As often happens, I awoke this morning with my mind whirling. Today, I awoke thinking of Shakespeare's Henry V's "St. Crispin's Day" speech, William Wallace's "Just One Chance" speech, and George Patton's speech to the 3rd Army. Each of these speeches, yes, even Patton's, moves me, a pacifist, to want to join my "band of brothers" (and sisters), weapon in hand, and leap into the fray. Why? The words are so compelling that something awakens in my being. I'm not sure what it is, something primordial perhaps, but whatever it is, it is powerful, and it is passionate, and it turns me into a we, by connecting me to my fellow human beings in a momentarily purposeful, noble action.
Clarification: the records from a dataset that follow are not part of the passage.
//! Storage backend abstraction.
//!
//! The pyramid writer only needs a handful of hierarchical-storage
//! primitives: groups, chunked datasets, string attributes and single-plane
//! hyperslab writes. Backends hand out opaque [`Handle`]s that stay valid
//! until passed to [`StorageBackend::close`].

use crate::Result;
use imswrite_core::pixel::{ByteDepth, PixelBuffer};
use std::fmt;
use std::path::Path;

/// Opaque reference to an open file, group or dataset.
#[derive(Debug, Clone, Copy, PartialEq, Eq, Hash, PartialOrd, Ord)]
pub struct Handle(u64);

impl Handle {
    #[must_use]
    pub const fn new(raw: u64) -> Self {
        Self(raw)
    }

    #[must_use]
    pub const fn raw(self) -> u64 {
        self.0
    }
}

impl fmt::Display for Handle {
    fn fmt(&self, f: &mut fmt::Formatter<'_>) -> fmt::Result {
        write!(f, "#{}", self.0)
    }
}

/// Element type of a dataset.
#[derive(Debug, Clone, Copy, PartialEq, Eq)]
pub enum ElementType {
    U8,
    U16,
    U64,
}

impl From<ByteDepth> for ElementType {
    fn from(depth: ByteDepth) -> Self {
        match depth {
            ByteDepth::U8 => Self::U8,
            ByteDepth::U16 => Self::U16,
        }
    }
}

/// Shape and storage options of a new dataset.
#[derive(Debug, Clone, PartialEq, Eq)]
pub struct DatasetSpec {
    pub shape: Vec<usize>,
    pub element: ElementType,
    /// Chunk extents, same rank as `shape`; `None` for contiguous storage.
    pub chunk: Option<Vec<usize>>,
    /// DEFLATE level; only honoured for chunked datasets.
    pub compression: Option<u8>,
}

impl DatasetSpec {
    /// A contiguous, uncompressed dataset.
    #[must_use]
    pub fn contiguous(shape: Vec<usize>, element: ElementType) -> Self {
        Self {
            shape,
            element,
            chunk: None,
            compression: None,
        }
    }

    /// A chunked dataset with optional DEFLATE compression.
    #[must_use]
    pub fn chunked(
        shape: Vec<usize>,
        element: ElementType,
        chunk: Vec<usize>,
        compression: Option<u8>,
    ) -> Self {
        Self {
            shape,
            element,
            chunk: Some(chunk),
            compression,
        }
    }

    /// Number of elements in the dataset.
    #[must_use]
    pub fn len(&self) -> usize {
        self.shape.iter().product()
    }

    #[must_use]
    pub fn is_empty(&self) -> bool {
        self.len() == 0
    }
}

/// Hierarchical storage used by the pyramid writer.
///
/// All calls happen on the writer thread, so implementations only need to be
/// `Send`.
pub trait StorageBackend: Send {
    /// Creates (truncating) a file and returns its root group handle.
    ///
    /// # Errors
    /// Returns an error if the file cannot be created.
    fn create_file(&mut self, path: &Path) -> Result<Handle>;

    /// Creates a child group.
    ///
    /// # Errors
    /// Returns an error if `parent` is not an open group or the name exists.
    fn create_group(&mut self, parent: Handle, name: &str) -> Result<Handle>;

    /// Creates a dataset inside a group.
    ///
    /// # Errors
    /// Returns an error if `parent` is not an open group, the name exists, or
    /// the dataset layout is not supported.
    fn create_dataset(&mut self, parent: Handle, name: &str, spec: &DatasetSpec)
        -> Result<Handle>;

    /// Attaches a string attribute to a group or dataset.
    ///
    /// # Errors
    /// Returns an error if `object` is not open or the attribute exists.
    fn write_attribute(&mut self, object: Handle, name: &str, value: &str) -> Result<()>;

    /// Attaches a one-element `u32` array attribute.
    ///
    /// # Errors
    /// Returns an error if `object` is not open or the attribute exists.
    fn write_attribute_u32(&mut self, object: Handle, name: &str, value: u32) -> Result<()>;

    /// Writes one `height × width` plane at Z index `z` of a 3-D dataset.
    ///
    /// # Errors
    /// Returns an error if the plane does not fit the dataset or its element
    /// type differs.
    fn write_hyperslab(
        &mut self,
        dataset: Handle,
        z: usize,
        height: usize,
        width: usize,
        pixels: &PixelBuffer,
    ) -> Result<()>;

    /// Writes the full contents of a `u64` dataset.
    ///
    /// # Errors
    /// Returns an error if the length or element type differs.
    fn write_whole(&mut self, dataset: Handle, values: &[u64]) -> Result<()>;

    /// Releases a handle. Closing the file handle finalizes the file.
    ///
    /// # Errors
    /// Returns an error if the handle is not open or flushing fails.
    fn close(&mut self, handle: Handle) -> Result<()>;
}
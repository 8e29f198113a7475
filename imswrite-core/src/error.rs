//! Error types for imswrite-core.

use crate::pixel::ByteDepth;
use thiserror::Error;

/// Result type alias for imswrite core operations.
pub type Result<T> = std::result::Result<T, Error>;

/// Core error types for pyramid planning and downsampling.
#[derive(Error, Debug)]
pub enum Error {
    /// Image extents that cannot form a pyramid.
    #[error("invalid dimensions: {0}")]
    InvalidDimensions(String),

    /// Bit depth outside 1..=16.
    #[error("unsupported bit depth: {0} (expected 1 to 16 bits)")]
    UnsupportedBitDepth(u8),

    /// Plane buffer does not cover the whole image plane.
    #[error("plane has {actual} pixels, expected a whole plane of {expected}")]
    PlaneSizeMismatch { expected: usize, actual: usize },

    /// Plane buffer has the wrong sample type.
    #[error("plane holds {actual} samples, writer is configured for {expected}")]
    PixelTypeMismatch {
        expected: ByteDepth,
        actual: ByteDepth,
    },

    /// A batch must start with a real slice.
    #[error("batch for channel {channel} starting at slice {slice} begins with a padding slice")]
    PaddingFirstSlice { channel: usize, slice: usize },

    /// Padding slices may only trail the real slices of a batch.
    #[error("real slice {slice} of channel {channel} follows a padding slice")]
    InterleavedPadding { channel: usize, slice: usize },

    /// Batch does not match the coarsest level's Z reduction factor.
    #[error("batch holds {actual} slices, expected {expected}")]
    BatchLength { expected: usize, actual: usize },

    /// Histogram accumulator is missing for a channel mid-frame.
    #[error("no histogram accumulator for channel {channel} in frame {frame}")]
    MissingHistogram { channel: usize, frame: usize },
}
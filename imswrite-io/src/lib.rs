//! imswrite-io: Threaded Imaris writer for imswrite.
//!
//! This crate turns a stream of whole planes into a multi-resolution
//! Imaris (`.ims`) file. Planes are downsampled on the caller's thread and
//! written by a dedicated writer thread through a [`StorageBackend`]: the
//! in-memory [`MemoryBackend`], or HDF5 with the `hdf5` feature.
//!

pub mod backend;
pub mod config;
mod error;
#[cfg(feature = "hdf5")]
pub mod hdf5;
pub mod memory;
pub mod pipeline;
pub mod writer;

pub use backend::{DatasetSpec, ElementType, Handle, StorageBackend};
pub use config::{ChannelColor, WriterConfig, DEFAULT_CHANNEL_COLORS};
pub use error::{Error, Result};
#[cfg(feature = "hdf5")]
pub use hdf5::Hdf5Backend;
pub use memory::{Attribute, MemoryBackend, StoredDataset};
pub use pipeline::{DeliveryOrder, ImsWriter};
pub use writer::PyramidFileWriter;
On the other hand, when we go to peace marches or rallies, we hold hands, and we sing, and we give one another flowers, or we hold candles--all symbols of peace, all lovely, individuals joined together, but not quite the same way because nothing in our peace activities  lights the fire in the belly quite like the St. Crispin's Day speech. Think of peace songs. Many of the songs about peace are hesitant and tentative: "Where Have All the Flowers Gone?", "One Day," Waiting on the World to Change," "Give Peace a Chance," and "Blowin' in the Wind," to name a few.

Perhaps everything gets muddled because when we think we are thinking of peace, we are actually thinking anti-war, which is a very different thing. It is a negative, rather than a positive. I've marched in a few anti-war marches carrying signs (two memorable times with all three of my sons), and I've sung anti-war songs since I was a child. I long for no more war, and I long for peace, but in hindsight, it seems like my activism has all been against war. I want to change that and be active for peace. But how? 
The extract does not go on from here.